MADRID 4 ago. (EUROPA PRESS) -
O Ministério Público da Colômbia indiciou nesta terça-feira o líder das dissidências das FARC, Alexander Díaz Mendoza, conhecido como “Calarca”, por crimes de homicídio, desaparecimento e deslocamento forçado, recrutamento de menores, entre outros, fatos ocorridos entre 2022 e 2026.
A Promotoria tomou essa decisão em uma audiência, após um juiz de garantias ter autorizado que “Calarca” fosse julgado à revelia, devido às suas repetidas ausências no âmbito do processo.
Os crimes imputados a Díaz Mendoza são associação para a prática de crimes, homicídio qualificado de pessoa protegida, homicídio qualificado, tráfico e posse de armas de uso exclusivo das forças militares e recrutamento de menores, conforme confirmou o delegado responsável pelo combate à criminalidade organizada do Ministério Público, Raúl González.

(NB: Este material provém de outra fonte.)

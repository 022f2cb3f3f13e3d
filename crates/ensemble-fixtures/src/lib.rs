//! ---
//! ens_section: "06-resources"
//! ens_subsection: "module"
//! ens_type: "source"
//! ens_scope: "code"
//! ens_description: "Gateway ensemble fixtures and shared exports."
//! ens_version: "v0.1.0"
//! ens_owner: "tbd"
//! ---
#![warn(missing_docs)]
//! Ready-made ensemble pieces for remote-desktop gateway tests: the default
//! gateway networks and services, VNC and Telnet servers to attach to the
//! fixture network, and the gateway's user-mapping configuration. The build
//! modules describe a guacamole-server builder image and the clone,
//! configure and compile steps run inside it.

use std::sync::Arc;

use ensemble_common::HarnessConfig;
use ensemble_orchestrator::ServicePairs;
use ensemble_runtime::{ContainerRuntime, ContainerSpec, GenericContainer, Service};

pub mod autotools;
pub mod builder;
pub mod command;
pub mod error;
pub mod gateway;
pub mod git;
pub mod guacamole;
pub mod telnet;
pub mod user_mapping;
pub mod vnc;

pub use autotools::{AutotoolsConfig, Compile, Configure};
pub use builder::{
    render_dockerfile, BuildDependency, BuildSystem, BuilderImage, BundledTemplates,
    DockerfileParams, DockerfileTemplates,
};
pub use command::{run, BuildCommand, CommandOutput, CommandRunner};
pub use error::{BuildError, FixtureError};
pub use gateway::{
    default_networks, default_services, gateway_ensemble, gateway_ensemble_with_users,
    GUACAMOLE_NETWORK, GUAC_PROXY, GUAC_SERVER, INGRESS_NETWORK,
};
pub use git::{GitClone, DEFAULT_BRANCH, GUACAMOLE_SERVER_REPO};
pub use guacamole::{GuacamoleClient, GuacdSettings, UserMappingAuth};
pub use telnet::{telnet_server, telnet_server_fixture, telnet_server_ready};
pub use user_mapping::{render_user_mapping, Connection, PasswordEncoding, UserMapping};
pub use vnc::{vnc_server, vnc_server_fixture, vnc_server_ready};

/// Host timezone file shared read-only with fixture containers.
pub const LOCALTIME: &str = "/etc/localtime";

/// Wrap `spec` as the service `role`, timed and pointed by the harness
/// configuration.
pub(crate) fn containerized(
    role: &str,
    spec: ContainerSpec,
    runtime: &Arc<dyn ContainerRuntime>,
    config: &HarnessConfig,
) -> ServicePairs {
    let spec = spec
        .with_wait_defaults(&config.wait)
        .with_supervisor_config(&config.supervisor);
    let service: Box<dyn Service> = Box::new(GenericContainer::new(spec, runtime.clone()));
    vec![(role.to_owned(), service)]
}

Em particular, ele é acusado do assassinato de seis signatários dos Acordos de Paz, incluindo um negociador; bem como do deslocamento forçado de várias famílias no departamento de Meta.
As acusações incluem, além disso, três massacres perpetrados no departamento de Guaviare: um deles em janeiro de 2026, no qual morreram 25 pessoas; o ataque de abril de 2025, no qual morreram sete militares; e outro em janeiro daquele mesmo ano, no qual faleceram 20 pessoas, incluindo sete menores de idade.
“Também foram encontradas provas que indicam o recrutamento de menores por essas organizações (...) o deslocamento forçado e um caso de desaparecimento forçado (...) e algumas imagens de atos de tortura”, afirmou González.
O Estado-Maior dos Blocos e Frentes (EMBF) é composto por três estruturas, entre elas o bloco Jorge Briceño, liderado por “Calarcá”, considerado o líder máximo dessas dissidências, que nada mais são do que uma cisão do Estado-Maior Central (EMC) das FARC, comandado por Néstor Vera Fernández, conhecido como “Iván Mordisco”.